J Neurol. 1992 Jul;239(6):317-21. doi: 10.1007/BF00867587.
Peripheral neuropathy associated with bronchial asthma, multisystem organ dysfunction and idiopathic hypereosinophilia may be found in Churg-Strauss syndrome, hypereosinophilic syndrome and polyarteritis nodosa. Some authors have diagnosed their patients according to the presence in tissue biopsies of the three histological criteria of Churg and Strauss (necrotizing vasculitis, tissue eosinophilic infiltration, extravascular granulomas). We have observed three patients with a common history of a prodromal phase of allergic diseases (bronchial asthma and rhinitis) followed by a vasculitic phase with mononeuritis multiplex, purpura and arthritis, associated with hypereosinophilia of more than 1500 cells/mm3. All responded well to steroid treatment. Sural nerve biopsy revealed true vasculitis in two of these cases and a mild perivascular inflammatory infiltration in the other. On the basis of their characteristic clinical pattern, we think that our cases best fit the diagnosis of Churg-Strauss syndrome even though the typical histological features were not found in the sural nerves examined.
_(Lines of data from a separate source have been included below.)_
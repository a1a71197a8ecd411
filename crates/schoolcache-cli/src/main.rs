//! schoolcache - warm and inspect the school website cache from a terminal.
//!
//! Every read command prints what is cached first, then refreshes from the
//! backend and prints again only when the server sent something different.

mod args;

use std::io;
use std::path::Path;

use anyhow::{bail, Context, Result};
use clap::Parser;
use serde_json::{json, Value};
use tracing::{info, warn};
use tracing_appender::non_blocking::WorkerGuard;
use tracing_subscriber::{fmt, prelude::*, EnvFilter};

use schoolcache_core::auth::TokenStore;
use schoolcache_core::cache::RefreshOutcome;
use schoolcache_core::models::{GalleryImageUpdate, GalleryQuery, NewsQuery};
use schoolcache_core::stores::{NewsListView, NewsStore};
use schoolcache_core::{ApiClient, CacheView, Config, SchoolCache};

use args::{AdminCommand, Cli, Command};

/// Initialize the tracing subscriber for logging
///
/// Logs go to stderr, or to `log_file` when given; stdout is reserved for
/// JSON output. The returned guard flushes the file writer on drop.
fn init_tracing(log_file: Option<&Path>) -> Result<Option<WorkerGuard>> {
    // Use RUST_LOG env var to control log level (e.g., RUST_LOG=debug)
    let filter = EnvFilter::try_from_default_env().unwrap_or_else(|_| EnvFilter::new("warn"));

    match log_file {
        Some(path) => {
            let dir = path.parent().filter(|p| !p.as_os_str().is_empty()).unwrap_or(Path::new("."));
            let file_name = path
                .file_name()
                .context("Log file path has no file name")?;
            let appender = tracing_appender::rolling::never(dir, file_name);
            let (writer, guard) = tracing_appender::non_blocking(appender);
            tracing_subscriber::registry()
                .with(fmt::layer().with_writer(writer).with_ansi(false))
                .with(filter)
                .init();
            Ok(Some(guard))
        }
        None => {
            tracing_subscriber::registry()
                .with(fmt::layer().with_writer(io::stderr))
                .with(filter)
                .init();
            Ok(None)
        }
    }
}

#[tokio::main]
async fn main() -> Result<()> {
    // Load .env file if present (silently ignore if not found)
    let _ = dotenvy::dotenv();

    let cli = Cli::parse();
    let _guard = init_tracing(cli.log_file.as_deref())?;

    let mut config = Config::load()?;
    config.api_url_override = cli.api_url.clone();
    match cli.command {
        Command::SetToken { ref user } => return set_token(&mut config, user),
        Command::ClearToken => return clear_token(&mut config),
        _ => {}
    }

    let cache = SchoolCache::from_config(&config)?;
    info!(command = ?cli.command, "schoolcache starting");
    let result = run(&cache, &config, cli.command).await;
    cache.shutdown();
    result
}

async fn run(cache: &SchoolCache, config: &Config, command: Command) -> Result<()> {
    match command {
        Command::Warm => warm(cache).await,
        Command::Settings => settings(cache).await,
        Command::News(args) => news(cache, &args.query()).await,
        Command::NewsDetail { id } => news_detail(cache, id).await,
        Command::Gallery(args) => gallery(cache, &args.query()).await,
        Command::Theme => theme(cache).await,
        Command::CacheInfo => cache_info(cache),
        Command::ClearCache => {
            cache.clear_all();
            println!("Cache cleared");
            Ok(())
        }
        Command::Admin(args) => admin(cache, config, args.action).await,
        Command::SetToken { .. } | Command::ClearToken => Ok(()),
    }
}

// ============================================================================
// Commands
// ============================================================================

async fn warm(cache: &SchoolCache) -> Result<()> {
    let report = cache.warm().await;
    print_json(&json!({
        "settings": outcome(&report.settings),
        "carousel": outcome(&report.carousel),
        "featuredGallery": outcome(&report.featured_gallery),
        "news": outcome(&report.news),
        "theme": outcome(&report.theme),
    }))?;
    if report.failures() > 0 {
        warn!(failures = report.failures(), "Some refreshes failed; cached data kept");
    }
    Ok(())
}

async fn settings(cache: &SchoolCache) -> Result<()> {
    let store = cache.settings();
    print_json(&serde_json::to_value(store.settings())?)?;
    if store.refresh().await.is_updated() {
        print_json(&serde_json::to_value(store.settings())?)?;
    }
    report_error(&store.view())
}

async fn news(cache: &SchoolCache, query: &NewsQuery) -> Result<()> {
    let store = cache.news();
    let before = read_news(store, query);
    if before.news.is_empty() {
        eprintln!("(no cached news)");
    } else {
        print_json(&news_json(&before)?)?;
    }

    let outcome = match query.category.as_deref() {
        Some(category) => store.refresh_category_feed(category).await,
        None => store.refresh_list(query).await,
    };
    let after = read_news(store, query);
    if outcome.is_updated() || (after.is_fallback && !before.is_fallback) {
        print_json(&news_json(&after)?)?;
    }
    if let Some(ref error) = after.error {
        eprintln!("Refresh failed: {}", error);
    }
    Ok(())
}

/// `--category` reads the category feed, anything else a list page.
fn read_news(store: &NewsStore<ApiClient>, query: &NewsQuery) -> NewsListView {
    match query.category.as_deref() {
        Some(category) => store.category_feed(category),
        None => store.list(query),
    }
}

fn news_json(view: &NewsListView) -> Result<Value> {
    Ok(json!({
        "news": serde_json::to_value(&view.news)?,
        "pagination": serde_json::to_value(view.pagination)?,
        "fallback": view.is_fallback,
    }))
}

async fn news_detail(cache: &SchoolCache, id: i64) -> Result<()> {
    let store = cache.news();
    let before = store.detail(id);
    if let Some(ref item) = before.value {
        print_json(&serde_json::to_value(item)?)?;
    }

    let views = store.record_view(id);
    if store.refresh_detail(id).await.is_updated() {
        if let Some(item) = store.detail(id).value {
            print_json(&serde_json::to_value(item)?)?;
        }
    }
    // The view count is fire-and-forget, but let it finish before exiting
    let _ = views.await;

    let after = store.detail(id);
    if !after.has_data() {
        bail!(
            "Article {} not available: {}",
            id,
            after.error.unwrap_or_else(|| "not cached".into())
        );
    }
    report_error(&after)
}

async fn gallery(cache: &SchoolCache, query: &GalleryQuery) -> Result<()> {
    let store = cache.gallery();
    let before = store.images(query);
    if let Some(ref images) = before.value {
        print_json(&serde_json::to_value(images)?)?;
    }
    if store.refresh(query).await.is_updated() {
        if let Some(images) = store.images(query).value {
            print_json(&serde_json::to_value(images)?)?;
        }
    }
    report_error(&store.images(query))
}

async fn theme(cache: &SchoolCache) -> Result<()> {
    let store = cache.theme();
    store.refresh().await;
    print!("{}", store.stylesheet());
    report_error(&store.view())
}

fn cache_info(cache: &SchoolCache) -> Result<()> {
    let ages = cache.cache_ages()?;
    if ages.is_empty() {
        println!("Cache is empty");
        return Ok(());
    }
    let width = ages.iter().map(|a| a.key.len()).max().unwrap_or(0);
    for age in ages {
        let when = age.age.unwrap_or_else(|| "-".to_string());
        if age.entries > 1 {
            println!("{:<width$}  {} ({} entries)", age.key, when, age.entries, width = width);
        } else {
            println!("{:<width$}  {}", age.key, when, width = width);
        }
    }
    Ok(())
}

fn set_token(config: &mut Config, user: &str) -> Result<()> {
    let token = rpassword::prompt_password(format!("Admin token for {}: ", user))?;
    let token = token.trim();
    if token.is_empty() {
        bail!("Token must not be empty");
    }
    TokenStore::store(user, token)?;
    config.admin_user = Some(user.to_string());
    config.save()?;
    println!("Token stored for {}", user);
    Ok(())
}

fn clear_token(config: &mut Config) -> Result<()> {
    let user = config
        .admin_user
        .take()
        .context("No admin user configured; nothing to remove")?;
    TokenStore::delete(&user)?;
    config.save()?;
    println!("Token removed for {}", user);
    Ok(())
}

async fn admin(cache: &SchoolCache, config: &Config, action: AdminCommand) -> Result<()> {
    let token = TokenStore::resolve(config.admin_user.as_deref())
        .context("Admin token unavailable; run `schoolcache set-token <user>` or set SCHOOLCACHE_TOKEN")?;
    let session = cache.admin(token);

    match action {
        AdminCommand::SetSetting(args) => {
            let patch = args.patch();
            if patch.is_empty() {
                bail!("Nothing to change; pass at least one setting");
            }
            let saved = session.update_settings(&patch).await?;
            print_json(&serde_json::to_value(saved)?)?;
        }
        AdminCommand::UploadLogo { path } => {
            let mime = args::logo_mime(&path)
                .with_context(|| format!("Unsupported logo type: {}", path.display()))?;
            let file_name = path
                .file_name()
                .and_then(|n| n.to_str())
                .context("Logo path has no file name")?
                .to_string();
            let bytes = std::fs::read(&path)
                .with_context(|| format!("Failed to read {}", path.display()))?;
            let logo = session.upload_logo(&file_name, bytes, mime).await?;
            print_json(&serde_json::to_value(logo)?)?;
        }
        AdminCommand::ActivateLogo { id } => {
            session.activate_logo(id).await?;
            println!("Logo {} activated", id);
        }
        AdminCommand::DeleteLogo { id } => {
            session.delete_logo(id).await?;
            println!("Logo {} deleted", id);
        }
        AdminCommand::UpdateGallery(args) => {
            let update = args.update();
            if update == GalleryImageUpdate::default() {
                bail!("Nothing to change; pass --title, --category, --featured or --carousel");
            }
            session.update_gallery_image(args.id, &update).await?;
            println!("Gallery image {} updated", args.id);
        }
        AdminCommand::DeleteGallery { id } => {
            session.delete_gallery_image(id).await?;
            println!("Gallery image {} deleted", id);
        }
        AdminCommand::DeleteNews { id } => {
            session.delete_news(id).await?;
            println!("News article {} deleted", id);
        }
        AdminCommand::SetColor {
            component,
            element,
            color_type,
            value,
        } => {
            let setting = args::theme_setting(&component, &element, &color_type, &value);
            session.update_theme_setting(&setting).await?;
            print!("{}", cache.theme().stylesheet());
        }
    }
    Ok(())
}

// ============================================================================
// Output helpers
// ============================================================================

fn print_json(value: &Value) -> Result<()> {
    println!("{}", serde_json::to_string_pretty(value)?);
    Ok(())
}

fn outcome(outcome: &RefreshOutcome) -> Value {
    match outcome {
        RefreshOutcome::Updated => json!("updated"),
        RefreshOutcome::Unchanged => json!("unchanged"),
        RefreshOutcome::Superseded => json!("superseded"),
        RefreshOutcome::Failed(error) => json!({ "failed": error }),
    }
}

fn report_error<T>(view: &CacheView<T>) -> Result<()> {
    if let Some(ref error) = view.error {
        eprintln!("Refresh failed, showing cached data: {}", error);
    }
    Ok(())
}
与支气管哮喘、多系统器官功能障碍和特发性嗜酸性粒细胞增多相关的周围神经病变可见于变应性肉芽肿性血管炎、嗜酸性粒细胞增多综合征和结节性多动脉炎。一些作者根据组织活检中是否存在Churg和Strauss的三项组织学标准(坏死性血管炎、组织嗜酸性粒细胞浸润、血管外肉芽肿)来诊断他们的患者。我们观察了三名患者,他们都有过敏性疾病(支气管哮喘和鼻炎)前驱期的共同病史,随后进入血管炎期,伴有多发性单神经炎、紫癜和关节炎,并伴有嗜酸性粒细胞增多超过1500个细胞/mm³。所有患者对类固醇治疗反应良好。在其中两例患者的腓肠神经活检显示为真性血管炎,另一例为轻度血管周围炎性浸润。基于其特征性的临床模式,我们认为我们的病例最符合变应性肉芽肿性血管炎的诊断,尽管在所检查的腓肠神经中未发现典型的组织学特征。